On ne sait pas non plus si la CAMAC a été informée de cet usage exclusivement

privé. A tout le moins, la synthèse de la CAMAC ou son éventuel refus formel,

comme annoncé dans sa communication du 31 octobre 2007, ne figurent pas au

dossier, qui devra donc être complété avant qu'une nouvelle décision soit

prise.

5.

Conformément aux art. 38 et 55 LJPA, un émolument sera mis

à la charge de la Commune de Borex, de même que les dépens auxquels peut

prétendre la recourante, qui a procédé par l'intermédiaire de son architecte et

obtient au moins partiellement gain de cause.

Par

ces motifs

la Cour de droit administratif et public

du Tribunal cantonal

arrête:

I.

Le recours est admis.

II.

La décision de la Municipalité de Borex du 26 novembre

2007.

est annulée et la cause est renvoyée à cette autorité pour nouvelle

décision dans le sens des considérants.

III.

Un émolument de justice de 600 (six cents) francs est mis

à la charge de la Commune de Borex.

IV.

La Commune de Borex versera à Les Terrasses du midi SA une

indemnité de 300 (trois cents) francs à titre de dépens.

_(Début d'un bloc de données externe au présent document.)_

use crate::errors::{AppError, AppResult};
use crate::models::{ReloadPolicy, WriteOptions};
use crate::secrets::SecretSource;
use serde::{Deserialize, Serialize};
use std::fmt;
use std::path::{Path, PathBuf};

pub const DEFAULT_KDF_ITERATIONS: u32 = 100_000;

#[derive(Clone, Serialize, Deserialize)]
#[serde(default, rename_all = "camelCase")]
pub struct EncryptionConfig {
    pub enabled: bool,
    pub secret: Option<String>,
    pub iterations: u32,
}

impl Default for EncryptionConfig {
    fn default() -> Self {
        Self {
            enabled: false,
            secret: None,
            iterations: DEFAULT_KDF_ITERATIONS,
        }
    }
}

impl fmt::Debug for EncryptionConfig {
    fn fmt(&self, f: &mut fmt::Formatter<'_>) -> fmt::Result {
        f.debug_struct("EncryptionConfig")
            .field("enabled", &self.enabled)
            .field("secret", &self.secret.as_ref().map(|_| "[REDACTED]"))
            .field("iterations", &self.iterations)
            .finish()
    }
}

/// Where `init_tracing` writes its JSON log and which filter it applies when
/// `RUST_LOG` is unset.
#[derive(Debug, Clone, PartialEq, Eq, Serialize, Deserialize)]
#[serde(default, rename_all = "camelCase")]
pub struct LoggingConfig {
    pub dir: PathBuf,
    pub file_name: String,
    pub filter: String,
}

impl Default for LoggingConfig {
    fn default() -> Self {
        Self {
            dir: PathBuf::from("logs"),
            file_name: "storage.log".to_string(),
            filter: "info".to_string(),
        }
    }
}

#[derive(Debug, Clone, Serialize, Deserialize)]
#[serde(default, rename_all = "camelCase")]
pub struct StorageConfig {
    pub root: PathBuf,
    pub encryption: EncryptionConfig,
    pub write: WriteOptions,
    pub transaction_log: bool,
    pub settings_reload: ReloadPolicy,
    pub logging: LoggingConfig,
}

impl Default for StorageConfig {
    fn default() -> Self {
        Self {
            root: PathBuf::from("storage"),
            encryption: EncryptionConfig::default(),
            write: WriteOptions::default(),
            transaction_log: true,
            settings_reload: ReloadPolicy::IfMissing,
            logging: LoggingConfig::default(),
        }
    }
}

impl StorageConfig {
    pub fn with_root(root: impl Into<PathBuf>) -> Self {
        Self {
            root: root.into(),
            ..Self::default()
        }
    }

    /// Loads a JSON config file. A missing file yields the defaults.
    pub fn load(path: &Path) -> AppResult<Self> {
        let raw = match std::fs::read(path) {
            Ok(raw) => raw,
            Err(error) if error.kind() == std::io::ErrorKind::NotFound => return Ok(Self::default()),
            Err(error) => return Err(AppError::Io(format!("{}: {}", path.display(), error))),
        };
        serde_json::from_slice(&raw)
            .map_err(|error| AppError::Config(format!("invalid config {}: {}", path.display(), error)))
    }

    pub fn entities_dir(&self) -> PathBuf {
        self.root.join("entities")
    }

    pub fn settings_dir(&self) -> PathBuf {
        self.root.join("settings")
    }

    pub fn metadata_dir(&self) -> PathBuf {
        self.root.join("metadata")
    }

    /// Fills the encryption secret from `source` when encryption is on and none is set.
    pub fn resolve_secret(&mut self, source: &dyn SecretSource) -> AppResult<()> {
        if self.encryption.enabled && self.encryption.secret.is_none() {
            self.encryption.secret = Some(source.load_secret()?);
        }
        Ok(())
    }
}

Lausanne, le 21 février 2008

Le président: La

greffière:

Le présent arrêt est communiqué aux destinataires de

l'avis d'envoi ci-joint.

Il peut faire l'objet, dans les trente jours suivant sa

notification, d'un recours au Tribunal fédéral. Le recours en matière de droit

public s'exerce aux conditions des articles 82 ss de la loi du 17 juin 2005 sur

le Tribunal fédéral (LTF - RS 173.110), le recours constitutionnel subsidiaire

à celles des articles 113 ss LTF. Le mémoire de recours doit être rédigé dans

une langue officielle, indiquer les conclusions, les motifs et les moyens de

preuve, et être signé. Les motifs doivent exposer succinctement en quoi l’acte

attaqué viole le droit. Les pièces invoquées comme moyens de preuve doivent

être jointes au mémoire, pour autant qu’elles soient en mains de la partie; il

en va de même de la décision attaquée.